Per tutto quel giorno la piccina sembrò dormire, e solo quando le veniva mutata le vescica di ghiaccio, apriva gli occhi come per cercare qualcuno mormorando parole indistinte.
Si avvicinava la notte crudele, la notte degli ammalati, consacrata al delirio, la notte piena di paure ai veglianti. Per solito all’ora del crepuscolo, Sofia aveva fatto portare il lume; ma quel giorno, pensando alle parole di sua sorella, alla sorte della creaturina che sembrava pronta a spiccare il gran volo, quel giorno era rimasta al capezzale, chiudendo gli occhi anch’essa per abbandonarsi meglio al pensiero.

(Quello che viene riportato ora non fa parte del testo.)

//! Abstract state store contract.
//!
//! The state store owns the entity table and the pending-change log. The
//! detector is its only writer (through [`StateStore::commit`]); the
//! dispatcher drains the pending log and acknowledges delivered events.

use std::io;

use thiserror::Error;

use crate::change::{ChangeCommit, ChangeEvent};
use crate::entity::{EntityId, EntityRecord};

/// Errors that can occur during storage operations.
#[derive(Debug, Error)]
pub enum StorageError {
    /// Local read or write failed. The operation was aborted and nothing
    /// was committed.
    #[error("Storage I/O error: {0}")]
    Io(#[from] io::Error),

    /// Persisted data failed validation.
    #[error("Storage corruption: {0}")]
    Corruption(String),

    /// Serialization failed.
    #[error("Serialization error: {0}")]
    Serialization(String),

    /// A commit or acknowledgement would break sequence ordering.
    #[error("Sequence violation: {0}")]
    SequenceViolation(String),

    /// A thread panicked while holding a table lock.
    #[error("Poisoned lock: {0}")]
    LockPoisoned(&'static str),

    /// Backend error.
    #[error("Storage backend error: {0}")]
    Backend(String),
}

/// Counters describing the store contents.
#[derive(Debug, Clone, Copy, Default, PartialEq, Eq)]
pub struct StoreStats {
    /// Live (non-tombstoned) records.
    pub live_records: usize,
    /// Tombstones waiting for their deletion event to be acknowledged.
    pub tombstones: usize,
    /// Unacknowledged change events.
    pub pending: usize,
    /// Highest acknowledged sequence id.
    pub low_water_mark: u64,
    /// Highest sequence id ever committed.
    pub max_sequence: u64,
}

/// Outcome of acknowledging a delivered event.
#[derive(Debug, Clone, Copy, PartialEq, Eq)]
pub enum AckOutcome {
    /// The event left the pending log.
    Removed {
        /// The entity's tombstone was purged along with it.
        purged: bool,
    },
    /// The sequence id was already at or below the low-water mark.
    AlreadyAcknowledged,
}

/// Result of a compaction pass.
#[derive(Debug, Clone, PartialEq, Eq)]
pub struct CompactionResult {
    /// Records written to the snapshot.
    pub records: usize,
    /// Pending events written to the snapshot.
    pub pending: usize,
    /// Log size before compaction.
    pub wal_size_before: u64,
    /// Log size after compaction.
    pub wal_size_after: u64,
}

/// Storage trait for the entity table and pending-change log.
///
/// # Safety Considerations
/// - `commit` must apply the record and event together or not at all
/// - readers copy data out and release locks before returning
pub trait StateStore: Send + Sync {
    /// Get a record by identifier, tombstones included.
    fn get(&self, id: &EntityId) -> Result<Option<EntityRecord>, StorageError>;

    /// Atomically write the updated record and append its change event.
    ///
    /// Commits must arrive in strictly increasing sequence order.
    fn commit(&self, commit: ChangeCommit) -> Result<(), StorageError>;

    /// Pending events with `sequence > since`, ascending, at most `limit`.
    fn list_pending(&self, since: u64, limit: usize) -> Result<Vec<ChangeEvent>, StorageError>;

    /// Remove a delivered event from the pending log and advance the
    /// low-water mark. Only the oldest pending event may be acknowledged.
    fn acknowledge(&self, sequence: u64) -> Result<AckOutcome, StorageError>;

    /// Live records ordered by identifier, optionally bounded (inclusive).
    fn scan_live(
        &self,
        first: Option<&EntityId>,
        last: Option<&EntityId>,
    ) -> Result<Vec<EntityRecord>, StorageError>;

    /// Store counters.
    fn stats(&self) -> Result<StoreStats, StorageError>;

    /// Highest acknowledged sequence id.
    fn low_water_mark(&self) -> Result<u64, StorageError> {
        Ok(self.stats()?.low_water_mark)
    }

    /// Highest sequence id ever committed.
    fn max_sequence(&self) -> Result<u64, StorageError> {
        Ok(self.stats()?.max_sequence)
    }

    /// Returns true when the backend would benefit from [`compact`](Self::compact).
    fn needs_compaction(&self) -> bool {
        false
    }

    /// Fold the durable log into a snapshot. Volatile backends return `None`.
    fn compact(&self) -> Result<Option<CompactionResult>, StorageError> {
        Ok(None)
    }
}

“Mamma!„ mormorò la piccina; e questa parola fece sussultare Sofia. Aprendo gli occhi, si vide quasi al buio, ma indovinò suor Anna, che dall’altra sponda del letticciuolo, si era inginocchiata a dire le sue orazioni.
In quel momento, senza strepito, fu aperta la porta che metteva in salotto, e due ombre passarono la soglia. Una si accostò senza titubare, ed era il cieco.
— Sofia! interrogò sommessamente quando fu rasente al letto dell’inferma.
Allora la giovinetta, guardando l’ombra rimasta accanto alla porta, intese tutto.
— Sono qua.
— Mio figlio ha bisogno di lei. Ma qui è buio... mi pare.